Collected data:
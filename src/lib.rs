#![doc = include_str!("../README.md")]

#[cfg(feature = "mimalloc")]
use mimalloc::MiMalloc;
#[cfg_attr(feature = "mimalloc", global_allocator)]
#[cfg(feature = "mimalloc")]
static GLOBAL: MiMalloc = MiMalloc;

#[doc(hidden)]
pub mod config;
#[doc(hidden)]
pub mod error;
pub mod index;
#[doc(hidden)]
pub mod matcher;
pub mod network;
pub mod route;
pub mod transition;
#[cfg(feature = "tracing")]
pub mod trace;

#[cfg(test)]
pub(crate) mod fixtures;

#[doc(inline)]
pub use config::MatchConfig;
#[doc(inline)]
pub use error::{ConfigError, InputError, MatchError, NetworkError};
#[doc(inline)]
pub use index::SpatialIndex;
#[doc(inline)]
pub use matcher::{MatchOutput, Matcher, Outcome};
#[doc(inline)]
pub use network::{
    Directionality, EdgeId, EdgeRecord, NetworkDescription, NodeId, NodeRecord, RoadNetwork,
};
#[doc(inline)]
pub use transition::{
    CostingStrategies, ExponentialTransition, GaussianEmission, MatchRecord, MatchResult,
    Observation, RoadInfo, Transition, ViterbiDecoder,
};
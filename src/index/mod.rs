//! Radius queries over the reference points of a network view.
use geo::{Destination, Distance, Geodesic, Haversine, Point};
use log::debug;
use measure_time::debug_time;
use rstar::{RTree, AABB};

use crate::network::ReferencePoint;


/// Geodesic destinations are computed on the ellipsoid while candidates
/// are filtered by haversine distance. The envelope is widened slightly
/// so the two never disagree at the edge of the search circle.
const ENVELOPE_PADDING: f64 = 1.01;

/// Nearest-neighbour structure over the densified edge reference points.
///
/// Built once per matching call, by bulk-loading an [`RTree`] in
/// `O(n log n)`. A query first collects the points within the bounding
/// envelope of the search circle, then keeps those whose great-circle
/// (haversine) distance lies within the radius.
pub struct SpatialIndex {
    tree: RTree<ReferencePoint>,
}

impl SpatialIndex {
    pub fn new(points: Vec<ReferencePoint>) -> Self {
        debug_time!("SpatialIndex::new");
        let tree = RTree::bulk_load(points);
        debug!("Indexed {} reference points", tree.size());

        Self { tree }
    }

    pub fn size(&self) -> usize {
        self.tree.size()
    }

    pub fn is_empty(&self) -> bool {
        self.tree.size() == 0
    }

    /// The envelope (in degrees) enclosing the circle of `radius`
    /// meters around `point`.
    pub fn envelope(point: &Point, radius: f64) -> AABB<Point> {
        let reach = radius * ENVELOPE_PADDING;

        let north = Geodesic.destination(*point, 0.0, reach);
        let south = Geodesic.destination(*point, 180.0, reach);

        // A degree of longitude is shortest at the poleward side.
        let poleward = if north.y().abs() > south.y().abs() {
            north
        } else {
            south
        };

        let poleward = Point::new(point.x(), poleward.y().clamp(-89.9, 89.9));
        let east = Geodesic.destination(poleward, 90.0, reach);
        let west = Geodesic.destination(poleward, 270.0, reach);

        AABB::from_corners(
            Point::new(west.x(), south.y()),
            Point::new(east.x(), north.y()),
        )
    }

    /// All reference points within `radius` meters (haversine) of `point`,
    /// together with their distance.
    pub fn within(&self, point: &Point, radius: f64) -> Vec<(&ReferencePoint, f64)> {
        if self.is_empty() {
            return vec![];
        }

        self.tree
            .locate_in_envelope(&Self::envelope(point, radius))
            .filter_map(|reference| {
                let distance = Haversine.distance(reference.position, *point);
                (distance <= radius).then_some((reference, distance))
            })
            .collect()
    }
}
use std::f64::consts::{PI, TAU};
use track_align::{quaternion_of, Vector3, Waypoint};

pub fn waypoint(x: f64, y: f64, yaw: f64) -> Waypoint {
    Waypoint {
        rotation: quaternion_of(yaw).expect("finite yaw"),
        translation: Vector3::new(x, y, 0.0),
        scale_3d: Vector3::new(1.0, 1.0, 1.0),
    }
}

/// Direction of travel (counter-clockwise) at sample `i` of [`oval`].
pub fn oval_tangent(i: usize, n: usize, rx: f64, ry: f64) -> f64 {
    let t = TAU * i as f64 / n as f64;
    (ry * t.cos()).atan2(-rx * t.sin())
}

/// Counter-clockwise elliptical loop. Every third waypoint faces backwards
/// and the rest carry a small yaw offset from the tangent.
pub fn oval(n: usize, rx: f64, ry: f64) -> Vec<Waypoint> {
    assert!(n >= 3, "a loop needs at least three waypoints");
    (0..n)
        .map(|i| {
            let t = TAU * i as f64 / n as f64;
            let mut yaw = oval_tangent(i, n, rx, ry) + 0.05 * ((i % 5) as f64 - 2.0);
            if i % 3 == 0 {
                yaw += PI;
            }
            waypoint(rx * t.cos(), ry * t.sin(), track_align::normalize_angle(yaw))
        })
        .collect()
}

[Your assignment] Between the first line of the entries above and the line with "pub fn size(&self)", both included, copy every line exactly and nothing outside that range.

[Worked solution]
filename src/lib.rs
#![doc = include_str!("../README.md")]

#[cfg(feature = "mimalloc")]
use mimalloc::MiMalloc;
#[cfg_attr(feature = "mimalloc", global_allocator)]
#[cfg(feature = "mimalloc")]
static GLOBAL: MiMalloc = MiMalloc;

#[doc(hidden)]
pub mod config;
#[doc(hidden)]
pub mod error;
pub mod index;
#[doc(hidden)]
pub mod matcher;
pub mod network;
pub mod route;
pub mod transition;
#[cfg(feature = "tracing")]
pub mod trace;

#[cfg(test)]
pub(crate) mod fixtures;

#[doc(inline)]
pub use config::MatchConfig;
#[doc(inline)]
pub use error::{ConfigError, InputError, MatchError, NetworkError};
#[doc(inline)]
pub use index::SpatialIndex;
#[doc(inline)]
pub use matcher::{MatchOutput, Matcher, Outcome};
#[doc(inline)]
pub use network::{
    Directionality, EdgeId, EdgeRecord, NetworkDescription, NodeId, NodeRecord, RoadNetwork,
};
#[doc(inline)]
pub use transition::{
    CostingStrategies, ExponentialTransition, GaussianEmission, MatchRecord, MatchResult,
    Observation, RoadInfo, Transition, ViterbiDecoder,
};
filename src/index/mod.rs
//! Radius queries over the reference points of a network view.
use geo::{Destination, Distance, Geodesic, Haversine, Point};
use log::debug;
use measure_time::debug_time;
use rstar::{RTree, AABB};

use crate::network::ReferencePoint;


/// Geodesic destinations are computed on the ellipsoid while candidates
/// are filtered by haversine distance. The envelope is widened slightly
/// so the two never disagree at the edge of the search circle.
const ENVELOPE_PADDING: f64 = 1.01;

/// Nearest-neighbour structure over the densified edge reference points.
///
/// Built once per matching call, by bulk-loading an [`RTree`] in
/// `O(n log n)`. A query first collects the points within the bounding
/// envelope of the search circle, then keeps those whose great-circle
/// (haversine) distance lies within the radius.
pub struct SpatialIndex {
    tree: RTree<ReferencePoint>,
}

impl SpatialIndex {
    pub fn new(points: Vec<ReferencePoint>) -> Self {
        debug_time!("SpatialIndex::new");
        let tree = RTree::bulk_load(points);
        debug!("Indexed {} reference points", tree.size());

        Self { tree }
    }

    pub fn size(&self) -> usize {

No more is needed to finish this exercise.